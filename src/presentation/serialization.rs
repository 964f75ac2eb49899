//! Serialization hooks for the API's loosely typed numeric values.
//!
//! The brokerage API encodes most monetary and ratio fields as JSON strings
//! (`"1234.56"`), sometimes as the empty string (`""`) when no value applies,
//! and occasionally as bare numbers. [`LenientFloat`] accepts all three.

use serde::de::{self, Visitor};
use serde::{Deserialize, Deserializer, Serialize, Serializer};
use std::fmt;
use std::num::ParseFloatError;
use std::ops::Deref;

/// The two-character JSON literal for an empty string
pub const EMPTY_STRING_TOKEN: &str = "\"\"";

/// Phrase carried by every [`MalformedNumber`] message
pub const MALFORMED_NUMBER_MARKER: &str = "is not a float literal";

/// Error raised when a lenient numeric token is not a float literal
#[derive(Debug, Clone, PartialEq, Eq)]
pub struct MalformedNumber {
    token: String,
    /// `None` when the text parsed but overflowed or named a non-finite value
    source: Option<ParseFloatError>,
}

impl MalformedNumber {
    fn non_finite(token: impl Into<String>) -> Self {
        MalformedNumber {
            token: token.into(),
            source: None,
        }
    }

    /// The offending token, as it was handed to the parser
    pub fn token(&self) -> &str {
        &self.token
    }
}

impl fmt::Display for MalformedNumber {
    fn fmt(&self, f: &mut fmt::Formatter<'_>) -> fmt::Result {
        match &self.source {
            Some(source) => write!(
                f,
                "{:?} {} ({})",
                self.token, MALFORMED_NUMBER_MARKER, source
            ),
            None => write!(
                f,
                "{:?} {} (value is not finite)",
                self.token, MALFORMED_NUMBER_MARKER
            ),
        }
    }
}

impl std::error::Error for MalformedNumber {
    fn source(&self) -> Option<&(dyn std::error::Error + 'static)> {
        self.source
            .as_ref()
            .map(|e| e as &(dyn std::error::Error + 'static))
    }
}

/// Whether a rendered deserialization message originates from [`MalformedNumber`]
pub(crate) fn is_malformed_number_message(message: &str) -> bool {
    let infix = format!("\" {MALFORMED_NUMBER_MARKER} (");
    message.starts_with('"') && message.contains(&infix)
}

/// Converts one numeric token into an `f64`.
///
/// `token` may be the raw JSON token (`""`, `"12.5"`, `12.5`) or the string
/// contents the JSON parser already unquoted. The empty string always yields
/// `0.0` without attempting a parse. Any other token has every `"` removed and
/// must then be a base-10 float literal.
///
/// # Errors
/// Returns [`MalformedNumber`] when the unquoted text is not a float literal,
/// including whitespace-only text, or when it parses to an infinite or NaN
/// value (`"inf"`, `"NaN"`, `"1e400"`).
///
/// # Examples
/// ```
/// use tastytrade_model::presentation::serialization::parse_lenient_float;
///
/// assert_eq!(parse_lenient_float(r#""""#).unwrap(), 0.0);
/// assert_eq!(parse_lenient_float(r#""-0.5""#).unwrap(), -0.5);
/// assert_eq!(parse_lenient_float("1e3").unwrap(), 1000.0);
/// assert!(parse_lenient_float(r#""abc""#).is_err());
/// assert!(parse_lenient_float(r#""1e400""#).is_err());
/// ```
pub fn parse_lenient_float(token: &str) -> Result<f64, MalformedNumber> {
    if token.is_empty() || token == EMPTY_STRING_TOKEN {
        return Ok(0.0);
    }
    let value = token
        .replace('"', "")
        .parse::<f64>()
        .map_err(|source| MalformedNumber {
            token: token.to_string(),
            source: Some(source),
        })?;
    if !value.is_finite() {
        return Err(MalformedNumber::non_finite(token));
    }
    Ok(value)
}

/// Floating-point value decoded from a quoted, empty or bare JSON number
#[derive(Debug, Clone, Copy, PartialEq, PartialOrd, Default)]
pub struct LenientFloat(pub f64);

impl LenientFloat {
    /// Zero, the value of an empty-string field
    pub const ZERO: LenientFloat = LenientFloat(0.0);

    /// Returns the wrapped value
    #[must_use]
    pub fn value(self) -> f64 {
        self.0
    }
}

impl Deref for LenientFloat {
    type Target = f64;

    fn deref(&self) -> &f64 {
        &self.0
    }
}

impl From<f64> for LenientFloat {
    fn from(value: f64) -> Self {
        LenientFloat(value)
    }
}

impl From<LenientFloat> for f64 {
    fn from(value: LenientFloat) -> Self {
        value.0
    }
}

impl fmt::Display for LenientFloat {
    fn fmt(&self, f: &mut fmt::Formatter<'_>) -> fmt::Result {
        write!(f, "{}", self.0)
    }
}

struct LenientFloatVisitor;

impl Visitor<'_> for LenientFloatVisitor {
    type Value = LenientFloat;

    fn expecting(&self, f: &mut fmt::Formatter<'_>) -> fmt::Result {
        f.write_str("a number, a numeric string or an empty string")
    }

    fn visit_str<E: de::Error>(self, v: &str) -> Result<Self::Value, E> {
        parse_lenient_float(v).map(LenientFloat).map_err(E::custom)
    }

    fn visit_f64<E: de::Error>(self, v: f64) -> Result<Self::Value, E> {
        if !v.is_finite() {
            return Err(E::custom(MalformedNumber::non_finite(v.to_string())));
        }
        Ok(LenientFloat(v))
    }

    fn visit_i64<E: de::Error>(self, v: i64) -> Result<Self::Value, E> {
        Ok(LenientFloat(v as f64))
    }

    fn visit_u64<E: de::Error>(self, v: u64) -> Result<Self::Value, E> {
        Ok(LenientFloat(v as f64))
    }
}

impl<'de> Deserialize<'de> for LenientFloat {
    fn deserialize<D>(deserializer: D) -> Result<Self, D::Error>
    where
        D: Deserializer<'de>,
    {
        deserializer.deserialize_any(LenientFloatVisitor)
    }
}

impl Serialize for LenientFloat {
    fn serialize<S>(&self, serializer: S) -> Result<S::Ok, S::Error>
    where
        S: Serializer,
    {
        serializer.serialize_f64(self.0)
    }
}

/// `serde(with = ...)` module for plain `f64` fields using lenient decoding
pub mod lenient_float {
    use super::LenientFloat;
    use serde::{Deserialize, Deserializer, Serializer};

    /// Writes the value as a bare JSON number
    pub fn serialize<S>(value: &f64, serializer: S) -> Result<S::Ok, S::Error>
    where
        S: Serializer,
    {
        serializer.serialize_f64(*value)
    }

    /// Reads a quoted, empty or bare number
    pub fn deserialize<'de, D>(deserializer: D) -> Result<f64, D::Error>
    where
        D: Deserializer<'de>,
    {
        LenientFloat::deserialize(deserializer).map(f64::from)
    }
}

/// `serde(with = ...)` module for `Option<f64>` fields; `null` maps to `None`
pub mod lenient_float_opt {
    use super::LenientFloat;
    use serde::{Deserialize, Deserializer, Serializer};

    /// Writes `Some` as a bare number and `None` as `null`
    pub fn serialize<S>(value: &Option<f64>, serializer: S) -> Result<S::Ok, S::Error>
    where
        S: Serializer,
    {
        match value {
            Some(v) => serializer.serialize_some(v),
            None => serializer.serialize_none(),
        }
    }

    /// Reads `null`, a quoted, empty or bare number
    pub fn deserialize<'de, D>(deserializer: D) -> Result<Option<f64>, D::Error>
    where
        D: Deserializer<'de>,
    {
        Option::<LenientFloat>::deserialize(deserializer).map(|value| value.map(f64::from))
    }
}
━━━
● Brief
Beginning at the top of the data, please return every line until and including the line containing "accepts all three.", copied exactly, and nothing past it.

● Response for this exercise
filename src/presentation/serialization.rs
repository 964f75ac2eb49899
//! Serialization hooks for the API's loosely typed numeric values.
//!
//! The brokerage API encodes most monetary and ratio fields as JSON strings
//! (`"1234.56"`), sometimes as the empty string (`""`) when no value applies,
//! and occasionally as bare numbers. [`LenientFloat`] accepts all three.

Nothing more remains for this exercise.